### TASK STATEMENT
The answer must be an exact transcription of every record.

### SUPPLIED RECORDS
//! The closed set of scripts and calculation variants, and their wire encodings

use std::{fmt, str::FromStr};

use crate::error::NumerologyError;

/// The script a text is valued in.
///
/// Callers exchange alphabets as integer codes (`Arabic = 0`, `Hebrew = 1`, `Greek = 2`). Decoding a
/// code never fails: anything unrecognised resolves to [`Alphabet::FALLBACK`].
///
/// # Example
/// ```
/// use numerology::Alphabet;
///
/// assert_eq!(Alphabet::from_code(1), Alphabet::Hebrew);
/// assert_eq!(Alphabet::from_code(42), Alphabet::FALLBACK);
/// ```
#[derive(Debug, Clone, Copy, PartialEq, Eq, Hash, Default)]
pub enum Alphabet {
    /// Ebced.
    #[default]
    Arabic,
    /// Gematria.
    Hebrew,
    /// Isopsephy.
    Greek,
}

impl Alphabet {
    /// Every supported alphabet, in wire-code order.
    pub const ALL: [Self; 3] = [Self::Arabic, Self::Hebrew, Self::Greek];

    /// The alphabet used when a caller supplies a code outside the known range.
    pub const FALLBACK: Self = Self::Arabic;

    /// Integer wire code of this alphabet.
    pub const fn code(self) -> u8 {
        match self {
            Self::Arabic => 0,
            Self::Hebrew => 1,
            Self::Greek => 2,
        }
    }

    /// Decode a wire code, falling back to [`Alphabet::FALLBACK`] for unknown codes.
    pub const fn from_code(code: i64) -> Self {
        match code {
            0 => Self::Arabic,
            1 => Self::Hebrew,
            2 => Self::Greek,
            _ => Self::FALLBACK,
        }
    }

    /// Descriptive information used when presenting this alphabet.
    pub const fn info(self) -> AlphabetInfo {
        match self {
            Self::Arabic => AlphabetInfo {
                system_name: "Ebced",
                language_name: "Arabic",
                direction: TextDirection::Rtl,
            },
            Self::Hebrew => AlphabetInfo {
                system_name: "Gematria",
                language_name: "Hebrew",
                direction: TextDirection::Rtl,
            },
            Self::Greek => AlphabetInfo {
                system_name: "Isopsephy",
                language_name: "Greek",
                direction: TextDirection::Ltr,
            },
        }
    }
}

impl fmt::Display for Alphabet {
    fn fmt(&self, f: &mut fmt::Formatter<'_>) -> fmt::Result {
        f.write_str(self.info().language_name)
    }
}

/// Strict parsing by name (`"arabic"`, `"Hebrew"`, ...) or by wire code (`"2"`).
///
/// Unlike [`Alphabet::from_code`] this does not fall back, so it can be used where an unknown
/// alphabet must be rejected.
impl FromStr for Alphabet {
    type Err = NumerologyError;

    fn from_str(s: &str) -> Result<Self, Self::Err> {
        match s.trim().to_lowercase().as_str() {
            "arabic" | "ebced" | "0" => Ok(Self::Arabic),
            "hebrew" | "gematria" | "1" => Ok(Self::Hebrew),
            "greek" | "isopsephy" | "2" => Ok(Self::Greek),
            _ => Err(NumerologyError::UnknownAlphabet(s.to_string())),
        }
    }
}

/// Which per-letter table is used to value Arabic text.
///
/// Hebrew and Greek have a single table and ignore the variant. Wire codes are `Normal = 0`,
/// `Smallest = 1`, `Big = 2`, `Biggest = 3`.
#[derive(Debug, Clone, Copy, PartialEq, Eq, Hash, Default)]
pub enum CalculationVariant {
    #[default]
    Normal,
    Smallest,
    Big,
    Biggest,
}

impl CalculationVariant {
    /// Every variant, in wire-code order.
    pub const ALL: [Self; 4] = [Self::Normal, Self::Smallest, Self::Big, Self::Biggest];

    /// The variant used when a caller supplies a code outside the known range.
    pub const FALLBACK: Self = Self::Normal;

    /// Integer wire code of this variant.
    pub const fn code(self) -> u8 {
        match self {
            Self::Normal => 0,
            Self::Smallest => 1,
            Self::Big => 2,
            Self::Biggest => 3,
        }
    }

    /// Decode a wire code, falling back to [`CalculationVariant::FALLBACK`] for unknown codes.
    pub const fn from_code(code: i64) -> Self {
        match code {
            0 => Self::Normal,
            1 => Self::Smallest,
            2 => Self::Big,
            3 => Self::Biggest,
            _ => Self::FALLBACK,
        }
    }

    /// Lowercase name, as accepted by [`FromStr`].
    pub const fn as_str(self) -> &'static str {
        match self {
            Self::Normal => "normal",
            Self::Smallest => "smallest",
            Self::Big => "big",
            Self::Biggest => "biggest",
        }
    }
}

impl fmt::Display for CalculationVariant {
    fn fmt(&self, f: &mut fmt::Formatter<'_>) -> fmt::Result {
        f.write_str(self.as_str())
    }
}

impl FromStr for CalculationVariant {
    type Err = NumerologyError;

    fn from_str(s: &str) -> Result<Self, Self::Err> {
        match s.trim().to_lowercase().as_str() {
            "normal" | "0" => Ok(Self::Normal),
            "smallest" | "1" => Ok(Self::Smallest),
            "big" | "2" => Ok(Self::Big),
            "biggest" | "3" => Ok(Self::Biggest),
            _ => Err(NumerologyError::UnknownVariant(s.to_string())),
        }
    }
}

/// Writing direction of a script.
#[derive(Debug, Clone, Copy, PartialEq, Eq)]
pub enum TextDirection {
    Rtl,
    Ltr,
}

impl TextDirection {
    /// The HTML `dir` attribute value.
    pub const fn as_str(self) -> &'static str {
        match self {
            Self::Rtl => "rtl",
            Self::Ltr => "ltr",
        }
    }
}

/// Presentation details of an alphabet's numbering system.
#[derive(Debug, Clone, Copy, PartialEq, Eq)]
#[allow(
    clippy::missing_docs_in_private_items,
    reason = "Self explanatory attribute names"
)]
pub struct AlphabetInfo {
    pub system_name: &'static str,
    pub language_name: &'static str,
    pub direction: TextDirection,
}

#[cfg(feature = "serde")]
/// Both enums travel as their integer wire code. Deserialization goes through `from_code`, so an
/// out-of-range code is accepted and resolved to the fallback rather than rejected.
mod serde_impl {
    use serde::{Deserialize, Deserializer, Serialize, Serializer};

    use super::{Alphabet, CalculationVariant};

    impl Serialize for Alphabet {
        fn serialize<S>(&self, serializer: S) -> Result<S::Ok, S::Error>
        where
            S: Serializer,
        {
            serializer.serialize_u8(self.code())
        }
    }

    impl<'de> Deserialize<'de> for Alphabet {
        fn deserialize<D>(deserializer: D) -> Result<Self, D::Error>
        where
            D: Deserializer<'de>,
        {
            i64::deserialize(deserializer).map(Self::from_code)
        }
    }

    impl Serialize for CalculationVariant {
        fn serialize<S>(&self, serializer: S) -> Result<S::Ok, S::Error>
        where
            S: Serializer,
        {
            serializer.serialize_u8(self.code())
        }
    }

    impl<'de> Deserialize<'de> for CalculationVariant {
        fn deserialize<D>(deserializer: D) -> Result<Self, D::Error>
        where
            D: Deserializer<'de>,
        {
            i64::deserialize(deserializer).map(Self::from_code)
        }
    }
}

### PROBLEM SOLUTION
//! The closed set of scripts and calculation variants, and their wire encodings

use std::{fmt, str::FromStr};

use crate::error::NumerologyError;

/// The script a text is valued in.
///
/// Callers exchange alphabets as integer codes (`Arabic = 0`, `Hebrew = 1`, `Greek = 2`). Decoding a
/// code never fails: anything unrecognised resolves to [`Alphabet::FALLBACK`].
///
/// # Example
/// ```
/// use numerology::Alphabet;
///
/// assert_eq!(Alphabet::from_code(1), Alphabet::Hebrew);
/// assert_eq!(Alphabet::from_code(42), Alphabet::FALLBACK);
/// ```
#[derive(Debug, Clone, Copy, PartialEq, Eq, Hash, Default)]
pub enum Alphabet {
    /// Ebced.
    #[default]
    Arabic,
    /// Gematria.
    Hebrew,
    /// Isopsephy.
    Greek,
}

impl Alphabet {
    /// Every supported alphabet, in wire-code order.
    pub const ALL: [Self; 3] = [Self::Arabic, Self::Hebrew, Self::Greek];

    /// The alphabet used when a caller supplies a code outside the known range.
    pub const FALLBACK: Self = Self::Arabic;

    /// Integer wire code of this alphabet.
    pub const fn code(self) -> u8 {
        match self {
            Self::Arabic => 0,
            Self::Hebrew => 1,
            Self::Greek => 2,
        }
    }

    /// Decode a wire code, falling back to [`Alphabet::FALLBACK`] for unknown codes.
    pub const fn from_code(code: i64) -> Self {
        match code {
            0 => Self::Arabic,
            1 => Self::Hebrew,
            2 => Self::Greek,
            _ => Self::FALLBACK,
        }
    }

    /// Descriptive information used when presenting this alphabet.
    pub const fn info(self) -> AlphabetInfo {
        match self {
            Self::Arabic => AlphabetInfo {
                system_name: "Ebced",
                language_name: "Arabic",
                direction: TextDirection::Rtl,
            },
            Self::Hebrew => AlphabetInfo {
                system_name: "Gematria",
                language_name: "Hebrew",
                direction: TextDirection::Rtl,
            },
            Self::Greek => AlphabetInfo {
                system_name: "Isopsephy",
                language_name: "Greek",
                direction: TextDirection::Ltr,
            },
        }
    }
}

impl fmt::Display for Alphabet {
    fn fmt(&self, f: &mut fmt::Formatter<'_>) -> fmt::Result {
        f.write_str(self.info().language_name)
    }
}

/// Strict parsing by name (`"arabic"`, `"Hebrew"`, ...) or by wire code (`"2"`).
///
/// Unlike [`Alphabet::from_code`] this does not fall back, so it can be used where an unknown
/// alphabet must be rejected.
impl FromStr for Alphabet {
    type Err = NumerologyError;

    fn from_str(s: &str) -> Result<Self, Self::Err> {
        match s.trim().to_lowercase().as_str() {
            "arabic" | "ebced" | "0" => Ok(Self::Arabic),
            "hebrew" | "gematria" | "1" => Ok(Self::Hebrew),
            "greek" | "isopsephy" | "2" => Ok(Self::Greek),
            _ => Err(NumerologyError::UnknownAlphabet(s.to_string())),
        }
    }
}

/// Which per-letter table is used to value Arabic text.
///
/// Hebrew and Greek have a single table and ignore the variant. Wire codes are `Normal = 0`,
/// `Smallest = 1`, `Big = 2`, `Biggest = 3`.
#[derive(Debug, Clone, Copy, PartialEq, Eq, Hash, Default)]
pub enum CalculationVariant {
    #[default]
    Normal,
    Smallest,
    Big,
    Biggest,
}

impl CalculationVariant {
    /// Every variant, in wire-code order.
    pub const ALL: [Self; 4] = [Self::Normal, Self::Smallest, Self::Big, Self::Biggest];

    /// The variant used when a caller supplies a code outside the known range.
    pub const FALLBACK: Self = Self::Normal;

    /// Integer wire code of this variant.
    pub const fn code(self) -> u8 {
        match self {
            Self::Normal => 0,
            Self::Smallest => 1,
            Self::Big => 2,
            Self::Biggest => 3,
        }
    }

    /// Decode a wire code, falling back to [`CalculationVariant::FALLBACK`] for unknown codes.
    pub const fn from_code(code: i64) -> Self {
        match code {
            0 => Self::Normal,
            1 => Self::Smallest,
            2 => Self::Big,
            3 => Self::Biggest,
            _ => Self::FALLBACK,
        }
    }

    /// Lowercase name, as accepted by [`FromStr`].
    pub const fn as_str(self) -> &'static str {
        match self {
            Self::Normal => "normal",
            Self::Smallest => "smallest",
            Self::Big => "big",
            Self::Biggest => "biggest",
        }
    }
}

impl fmt::Display for CalculationVariant {
    fn fmt(&self, f: &mut fmt::Formatter<'_>) -> fmt::Result {
        f.write_str(self.as_str())
    }
}

impl FromStr for CalculationVariant {
    type Err = NumerologyError;

    fn from_str(s: &str) -> Result<Self, Self::Err> {
        match s.trim().to_lowercase().as_str() {
            "normal" | "0" => Ok(Self::Normal),
            "smallest" | "1" => Ok(Self::Smallest),
            "big" | "2" => Ok(Self::Big),
            "biggest" | "3" => Ok(Self::Biggest),
            _ => Err(NumerologyError::UnknownVariant(s.to_string())),
        }
    }
}

/// Writing direction of a script.
#[derive(Debug, Clone, Copy, PartialEq, Eq)]
pub enum TextDirection {
    Rtl,
    Ltr,
}

impl TextDirection {
    /// The HTML `dir` attribute value.
    pub const fn as_str(self) -> &'static str {
        match self {
            Self::Rtl => "rtl",
            Self::Ltr => "ltr",
        }
    }
}

/// Presentation details of an alphabet's numbering system.
#[derive(Debug, Clone, Copy, PartialEq, Eq)]
#[allow(
    clippy::missing_docs_in_private_items,
    reason = "Self explanatory attribute names"
)]
pub struct AlphabetInfo {
    pub system_name: &'static str,
    pub language_name: &'static str,
    pub direction: TextDirection,
}

#[cfg(feature = "serde")]
/// Both enums travel as their integer wire code. Deserialization goes through `from_code`, so an
/// out-of-range code is accepted and resolved to the fallback rather than rejected.
mod serde_impl {
    use serde::{Deserialize, Deserializer, Serialize, Serializer};

    use super::{Alphabet, CalculationVariant};

    impl Serialize for Alphabet {
        fn serialize<S>(&self, serializer: S) -> Result<S::Ok, S::Error>
        where
            S: Serializer,
        {
            serializer.serialize_u8(self.code())
        }
    }

    impl<'de> Deserialize<'de> for Alphabet {
        fn deserialize<D>(deserializer: D) -> Result<Self, D::Error>
        where
            D: Deserializer<'de>,
        {
            i64::deserialize(deserializer).map(Self::from_code)
        }
    }

    impl Serialize for CalculationVariant {
        fn serialize<S>(&self, serializer: S) -> Result<S::Ok, S::Error>
        where
            S: Serializer,
        {
            serializer.serialize_u8(self.code())
        }
    }

    impl<'de> Deserialize<'de> for CalculationVariant {
        fn deserialize<D>(deserializer: D) -> Result<Self, D::Error>
        where
            D: Deserializer<'de>,
        {
            i64::deserialize(deserializer).map(Self::from_code)
        }
    }
}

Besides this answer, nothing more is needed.